[SUPPLIED RECORDS]
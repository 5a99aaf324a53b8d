// ABOUTME: AT command record submitted to the engine and the reply it resolves to
// ABOUTME: Replies expose the named capture groups of the command's extract regex

use crate::datatypes::ErrorKind;
use crate::error::{ModemError, ModemResult};
use regex::Regex;
use std::collections::HashMap;
use std::fmt;
use std::str::FromStr;
use std::time::Duration;

/// Timeout applied to commands that do not ask for another one.
pub const DEFAULT_TIMEOUT: Duration = Duration::from_secs(15);

/// A single AT command.
///
/// `name` selects the catalog entry whose regexes decide when the reply is
/// complete and what to extract from it.
#[derive(Clone, PartialEq, Eq)]
pub struct AtCommand {
    pub raw: String,
    pub name: String,
    pub eol: String,
    /// Payload written once the modem shows the `> ` prompt
    pub splitcmd: Option<String>,
    pub timeout: Duration,
}

impl AtCommand {
    pub fn new(raw: impl Into<String>, name: impl Into<String>) -> AtCommand {
        AtCommand {
            raw: raw.into(),
            name: name.into(),
            eol: "\r\n".to_string(),
            splitcmd: None,
            timeout: DEFAULT_TIMEOUT,
        }
    }

    pub fn with_eol(mut self, eol: impl Into<String>) -> Self {
        self.eol = eol.into();
        self
    }

    pub fn with_splitcmd(mut self, splitcmd: impl Into<String>) -> Self {
        self.splitcmd = Some(splitcmd.into());
        self
    }

    pub fn with_timeout(mut self, timeout: Duration) -> Self {
        self.timeout = timeout;
        self
    }

    /// Raw command plus terminator, as written to the port.
    pub fn wire(&self) -> String {
        format!("{}{}", self.raw, self.eol)
    }
}

impl fmt::Debug for AtCommand {
    fn fmt(&self, f: &mut fmt::Formatter<'_>) -> fmt::Result {
        write!(
            f,
            "<AtCommand name: {} raw: {:?} timeout: {}s>",
            self.name,
            self.wire(),
            self.timeout.as_secs()
        )
    }
}

/// Named groups of one extract match.
#[derive(Clone, Debug, Default, PartialEq, Eq)]
pub struct Captures {
    groups: HashMap<String, String>,
}

impl Captures {
    pub fn from_regex(regex: &Regex, caps: &regex::Captures<'_>) -> Captures {
        let groups = regex
            .capture_names()
            .flatten()
            .filter_map(|name| caps.name(name).map(|m| (name.to_string(), m.as_str().to_string())))
            .collect();
        Captures { groups }
    }

    /// Value of group `name`, `None` if it did not participate.
    pub fn get(&self, name: &str) -> Option<&str> {
        self.groups.get(name).map(String::as_str)
    }

    /// Value of group `name`, empty if it did not participate.
    pub fn str(&self, name: &str) -> &str {
        self.get(name).unwrap_or("")
    }

    /// Parse group `name`, failing with `InvalidData` when absent or malformed.
    pub fn parse<T: FromStr>(&self, name: &str) -> ModemResult<T> {
        let value = self
            .get(name)
            .ok_or_else(|| ModemError::InvalidData(format!("missing group {}", name)))?;
        value
            .trim()
            .parse()
            .map_err(|_| ModemError::InvalidData(format!("bad {}: {:?}", name, value)))
    }

    #[cfg(test)]
    pub fn from_pairs(pairs: &[(&str, &str)]) -> Captures {
        Captures {
            groups: pairs
                .iter()
                .map(|(k, v)| (k.to_string(), v.to_string()))
                .collect(),
        }
    }
}

/// What a completed command resolves to.
///
/// `text` is the buffered response up to and including the end marker.
/// `matches` holds every extract match; it is empty for commands whose
/// catalog entry defines no extract regex.
#[derive(Clone, Debug, Default, PartialEq, Eq)]
pub struct Reply {
    pub text: String,
    pub matches: Vec<Captures>,
}

impl Reply {
    /// First extract match, or an error naming the command when the reply
    /// carried none.
    pub fn first(&self) -> ModemResult<&Captures> {
        self.matches.first().ok_or_else(|| {
            ModemError::new(ErrorKind::Unknown, format!("unexpected reply {:?}", self.text))
        })
    }

    pub fn is_empty(&self) -> bool {
        self.matches.is_empty()
    }
}
// ABOUTME: One attached modem: its plugin, ports, AT engine, wrapper and the task feeding notifications back
// ABOUTME: Discovery probes the announced ports, identifies the model and settles on a plugin

use crate::config::DeviceConfig;
use crate::customizer::Family;
use crate::daemon::PollIntervals;
use crate::datatypes::{Interface, ModemState};
use crate::error::{ModemError, ModemResult};
use crate::plugin::{self, Plugin, Registry};
use crate::port::{DEFAULT_BAUDRATE, PortPair, open_serial};
use crate::protocol::{Engine, Unsolicited};
use crate::status::StatusBoard;
use crate::wrapper::{DataLink, Wrapper};
use std::path::Path;
use std::sync::{Arc, Weak};
use tokio::io::{AsyncRead, AsyncWrite};
use tokio::sync::mpsc;
use tokio::task::JoinHandle;
use tracing::{debug, info, warn};

/// `Type` property value for GSM devices.
const MODEM_TYPE_GSM: u32 = 1;

#[derive(Debug)]
pub struct Device {
    udi: String,
    plugin: Plugin,
    ports: PortPair,
    wrapper: Arc<Wrapper>,
    events: JoinHandle<()>,
}

impl Device {
    /// Probe the ports of a device announced by discovery and attach to it.
    pub async fn discover(
        registry: &Registry,
        config: &DeviceConfig,
        intervals: PollIntervals,
    ) -> ModemResult<Device> {
        let candidate = match &config.plugin {
            Some(name) => Some(registry.find_by_name(name).ok_or_else(|| {
                ModemError::InvalidState(format!("no plugin named {}", name))
            })?),
            None => registry.find_by_ids(config.vendor_id, config.product_id),
        };
        let baudrate = candidate
            .map(|p| p.baudrate)
            .unwrap_or(DEFAULT_BAUDRATE);
        debug!(
            udi = config.udi.as_str(),
            plugin = candidate.map(|p| p.name),
            "probing device"
        );

        let ports = plugin::probe_ports(
            &config.ports,
            candidate.and_then(|p| p.hardcoded_ports),
            |path: &Path| {
                let stream = open_serial(path, baudrate);
                async move {
                    match stream {
                        Ok(mut stream) => plugin::probe_port(&mut stream).await,
                        Err(_) => false,
                    }
                }
            },
        )
        .await?;

        let mut stream = open_serial(ports.at_port()?, baudrate)?;
        let plugin = match plugin::identify(&mut stream).await {
            Ok(model) => registry.refine(candidate, &model),
            Err(e) => {
                warn!(udi = config.udi.as_str(), error = %e, "could not identify model");
                candidate.cloned()
            }
        }
        .unwrap_or_else(|| {
            Plugin::new("Generic", Family::Generic).ids(config.vendor_id, &[config.product_id])
        });

        Device::attach(&config.udi, plugin, ports, stream, intervals)
    }

    /// Start an engine on `stream`, the already opened AT port of `ports`.
    pub fn attach<S>(
        udi: &str,
        plugin: Plugin,
        ports: PortPair,
        stream: S,
        intervals: PollIntervals,
    ) -> ModemResult<Device>
    where
        S: AsyncRead + AsyncWrite + Unpin + Send + 'static,
    {
        let custom = Arc::new(plugin.customizer()?);
        let (engine, events) = Engine::spawn(stream, custom.clone())?;
        let link = match (&ports.data, ports.has_dedicated_data_port()) {
            (Some(path), true) => DataLink::Dedicated {
                path: path.clone(),
                baudrate: plugin.baudrate,
            },
            _ => DataLink::Shared,
        };

        let board = Arc::new(StatusBoard::new());
        let device_path = ports
            .data
            .as_deref()
            .or(ports.control.as_deref())
            .map(|p| p.display().to_string())
            .unwrap_or_default();
        board.set_property(Interface::Modem, "Device", device_path);
        board.set_property(Interface::Modem, "Driver", custom.family());
        board.set_property(Interface::Modem, "Type", MODEM_TYPE_GSM);
        board.set_property(Interface::Modem, "IpMethod", custom.ip_method() as u32);
        board.set_property(Interface::Modem, "UnlockRequired", "");
        board.set_property(Interface::Modem, "Enabled", false);
        board.set_property(Interface::Modem, "State", ModemState::Disabled as u32);

        let wrapper =
            Arc::new(Wrapper::new(engine, custom, board, link).with_intervals(intervals));
        let events = tokio::spawn(forward_events(Arc::downgrade(&wrapper), events));

        info!(udi, plugin = plugin.name, %ports, "device attached");
        Ok(Device {
            udi: udi.to_string(),
            plugin,
            ports,
            wrapper,
            events,
        })
    }

    pub fn udi(&self) -> &str {
        &self.udi
    }

    pub fn plugin(&self) -> &Plugin {
        &self.plugin
    }

    pub fn ports(&self) -> &PortPair {
        &self.ports
    }

    pub fn wrapper(&self) -> &Arc<Wrapper> {
        &self.wrapper
    }

    pub fn board(&self) -> &StatusBoard {
        self.wrapper.board()
    }

    /// Disable the device and stop its engine.
    pub async fn close(self) {
        if let Err(e) = self.wrapper.disable_device().await {
            warn!(udi = self.udi.as_str(), error = %e, "disable on removal failed");
        }
        self.wrapper.engine().close();
        if let Err(e) = self.events.await {
            debug!(error = %e, "event task ended abnormally");
        }
        info!(udi = self.udi.as_str(), "device closed");
    }
}

/// Feed engine notifications to the wrapper until the engine stops or the
/// device goes away.
async fn forward_events(wrapper: Weak<Wrapper>, mut events: mpsc::UnboundedReceiver<Unsolicited>) {
    while let Some(event) = events.recv().await {
        let Some(wrapper) = wrapper.upgrade() else {
            return;
        };
        wrapper.handle_unsolicited(event).await;
    }
    debug!("engine events closed");
}

#[cfg(test)]
mod tests {
    use super::*;
    use crate::datatypes::IpMethod;
    use crate::signals::Signal;
    use crate::wrapper::testing::mock_modem;
    use std::time::Duration;
    use tokio::io::AsyncWriteExt;

    fn option_hso() -> Plugin {
        Registry::builtin().find_by_ids(0x0af0, 0x7211).unwrap().clone()
    }

    #[tokio::test]
    async fn test_attach_publishes_initial_properties() {
        let (stream, _) = mock_modem(vec![]);
        let ports = PortPair::new(Some("/dev/ttyHS0".into()), Some("/dev/ttyHS1".into()));
        let device = Device::attach("/sys/usb1/1-1", option_hso(), ports, stream, PollIntervals::default())
            .unwrap();

        let props = device.board().properties(Interface::Modem);
        assert_eq!(props["Device"].as_str(), Some("/dev/ttyHS0"));
        assert_eq!(props["Driver"].as_str(), Some(device.wrapper().custom().family()));
        assert_eq!(props["Type"].as_u32(), Some(1));
        assert_eq!(props["IpMethod"].as_u32(), Some(IpMethod::Static as u32));
        assert_eq!(props["Enabled"].as_bool(), Some(false));
        assert_eq!(props["State"].as_u32(), Some(ModemState::Disabled as u32));
        assert_eq!(device.udi(), "/sys/usb1/1-1");
        device.close().await;
    }

    #[tokio::test]
    async fn test_notifications_reach_the_wrapper() {
        let (ours, mut modem) = tokio::io::duplex(1024);
        let device = Device::attach(
            "udi",
            Plugin::new("Generic", Family::Generic),
            PortPair::single("/dev/ttyACM0"),
            ours,
            PollIntervals::default(),
        )
        .unwrap();
        let mut rx = device.board().subscribe();

        modem.write_all(b"\r\n+CREG: 1\r\n").await.unwrap();

        let signal = tokio::time::timeout(Duration::from_secs(5), async {
            loop {
                match rx.recv().await {
                    Ok(Signal::CregReceived(status)) => return status,
                    Ok(_) => {}
                    Err(e) => panic!("board closed: {}", e),
                }
            }
        })
        .await
        .unwrap();
        assert_eq!(signal, 1);
        device.close().await;
    }
}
[/SUPPLIED RECORDS]
→ EXERCISE BRIEF
How many of the lines above contain the string "task"? Give the count alone.

→ ANSWER FOR THIS EXERCISE
3